→ **REQUIREMENT**
Print out the full listing, exactly.

→ **DATA SUPPLIED**
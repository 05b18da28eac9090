use actix_web::{post, web, HttpRequest, HttpResponse};
use validator::Validate;

use crate::{
    app_state::AppState,
    errors::AppError,
    middleware::get_request_id,
    models::{
        domain::{AudioLength, DepthLevel},
        dto::request::{
            GenerateAudioRequest, GenerateCodeRequest, GenerateTextRequest, GenerateVisualRequest,
        },
    },
    services::http_helpers::success_json,
};

#[post("/api/generate/text")]
async fn generate_text(
    state: web::Data<AppState>,
    req: HttpRequest,
    request: web::Json<GenerateTextRequest>,
) -> Result<HttpResponse, AppError> {
    let request = request.into_inner();
    request.validate()?;

    let depth = DepthLevel::from_option(request.depth());
    log::info!(
        "[{}] Text generation requested: topic={:?}, depth={}",
        get_request_id(&req).unwrap_or_default(),
        request.topic,
        depth
    );

    let data = state
        .generation_service
        .generate_text(request.topic.trim(), depth)
        .await?;
    Ok(success_json(data))
}

#[post("/api/generate/code")]
async fn generate_code(
    state: web::Data<AppState>,
    req: HttpRequest,
    request: web::Json<GenerateCodeRequest>,
) -> Result<HttpResponse, AppError> {
    let request = request.into_inner();
    request.validate()?;

    let complexity = DepthLevel::from_option(request.complexity());
    log::info!(
        "[{}] Code generation requested: topic={:?}, complexity={}",
        get_request_id(&req).unwrap_or_default(),
        request.topic,
        complexity
    );

    let data = state
        .generation_service
        .generate_code(request.topic.trim(), complexity)
        .await?;
    Ok(success_json(data))
}

#[post("/api/generate/audio")]
async fn generate_audio(
    state: web::Data<AppState>,
    req: HttpRequest,
    request: web::Json<GenerateAudioRequest>,
) -> Result<HttpResponse, AppError> {
    let request = request.into_inner();
    request.validate()?;

    let length = AudioLength::from_option(request.length());
    log::info!(
        "[{}] Audio script requested: topic={:?}, length={}",
        get_request_id(&req).unwrap_or_default(),
        request.topic,
        length
    );

    let data = state
        .generation_service
        .generate_audio(request.topic.trim(), length)
        .await?;
    Ok(success_json(data))
}

#[post("/api/generate/visual")]
async fn generate_visual(
    state: web::Data<AppState>,
    req: HttpRequest,
    request: web::Json<GenerateVisualRequest>,
) -> Result<HttpResponse, AppError> {
    let request = request.into_inner();
    request.validate()?;

    log::info!(
        "[{}] Visual generation requested: topic={:?}",
        get_request_id(&req).unwrap_or_default(),
        request.topic
    );

    let data = state
        .generation_service
        .generate_visual(request.topic.trim())
        .await?;
    Ok(success_json(data))
}
use std::sync::Arc;

use crate::{
    config::Config,
    errors::AppResult,
    services::{
        generation_service::GenerationService,
        model_service::{ChatBackend, ModelService, OpenAiChatBackend},
    },
};

#[derive(Clone)]
pub struct AppState {
    pub generation_service: Arc<GenerationService>,
}

impl AppState {
    pub fn new(config: Config) -> AppResult<Self> {
        let backend = Arc::new(OpenAiChatBackend::new(&config));
        Self::with_backend(config, backend)
    }

    /// Wires the services around an arbitrary chat backend.
    pub fn with_backend(config: Config, backend: Arc<dyn ChatBackend>) -> AppResult<Self> {
        let model_service = Arc::new(ModelService::new(
            backend,
            config.model_backends.clone(),
            config.model_timeout(),
        )?);
        log::info!(
            "Model fallback order: {}",
            model_service.models().join(" -> ")
        );

        let generation_service = Arc::new(GenerationService::new(model_service));

        Ok(Self { generation_service })
    }
}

→ **RESPONSE TO THE TASK**
repository 05b18da28eac9090
use actix_web::{post, web, HttpRequest, HttpResponse};
use validator::Validate;

use crate::{
    app_state::AppState,
    errors::AppError,
    middleware::get_request_id,
    models::{
        domain::{AudioLength, DepthLevel},
        dto::request::{
            GenerateAudioRequest, GenerateCodeRequest, GenerateTextRequest, GenerateVisualRequest,
        },
    },
    services::http_helpers::success_json,
};

#[post("/api/generate/text")]
async fn generate_text(
    state: web::Data<AppState>,
    req: HttpRequest,
    request: web::Json<GenerateTextRequest>,
) -> Result<HttpResponse, AppError> {
    let request = request.into_inner();
    request.validate()?;

    let depth = DepthLevel::from_option(request.depth());
    log::info!(
        "[{}] Text generation requested: topic={:?}, depth={}",
        get_request_id(&req).unwrap_or_default(),
        request.topic,
        depth
    );

    let data = state
        .generation_service
        .generate_text(request.topic.trim(), depth)
        .await?;
    Ok(success_json(data))
}

#[post("/api/generate/code")]
async fn generate_code(
    state: web::Data<AppState>,
    req: HttpRequest,
    request: web::Json<GenerateCodeRequest>,
) -> Result<HttpResponse, AppError> {
    let request = request.into_inner();
    request.validate()?;

    let complexity = DepthLevel::from_option(request.complexity());
    log::info!(
        "[{}] Code generation requested: topic={:?}, complexity={}",
        get_request_id(&req).unwrap_or_default(),
        request.topic,
        complexity
    );

    let data = state
        .generation_service
        .generate_code(request.topic.trim(), complexity)
        .await?;
    Ok(success_json(data))
}

#[post("/api/generate/audio")]
async fn generate_audio(
    state: web::Data<AppState>,
    req: HttpRequest,
    request: web::Json<GenerateAudioRequest>,
) -> Result<HttpResponse, AppError> {
    let request = request.into_inner();
    request.validate()?;

    let length = AudioLength::from_option(request.length());
    log::info!(
        "[{}] Audio script requested: topic={:?}, length={}",
        get_request_id(&req).unwrap_or_default(),
        request.topic,
        length
    );

    let data = state
        .generation_service
        .generate_audio(request.topic.trim(), length)
        .await?;
    Ok(success_json(data))
}

#[post("/api/generate/visual")]
async fn generate_visual(
    state: web::Data<AppState>,
    req: HttpRequest,
    request: web::Json<GenerateVisualRequest>,
) -> Result<HttpResponse, AppError> {
    let request = request.into_inner();
    request.validate()?;

    log::info!(
        "[{}] Visual generation requested: topic={:?}",
        get_request_id(&req).unwrap_or_default(),
        request.topic
    );

    let data = state
        .generation_service
        .generate_visual(request.topic.trim())
        .await?;
    Ok(success_json(data))
}
use std::sync::Arc;

use crate::{
    config::Config,
    errors::AppResult,
    services::{
        generation_service::GenerationService,
        model_service::{ChatBackend, ModelService, OpenAiChatBackend},
    },
};

#[derive(Clone)]
pub struct AppState {
    pub generation_service: Arc<GenerationService>,
}

impl AppState {
    pub fn new(config: Config) -> AppResult<Self> {
        let backend = Arc::new(OpenAiChatBackend::new(&config));
        Self::with_backend(config, backend)
    }

    /// Wires the services around an arbitrary chat backend.
    pub fn with_backend(config: Config, backend: Arc<dyn ChatBackend>) -> AppResult<Self> {
        let model_service = Arc::new(ModelService::new(
            backend,
            config.model_backends.clone(),
            config.model_timeout(),
        )?);
        log::info!(
            "Model fallback order: {}",
            model_service.models().join(" -> ")
        );

        let generation_service = Arc::new(GenerationService::new(model_service));

        Ok(Self { generation_service })
    }
}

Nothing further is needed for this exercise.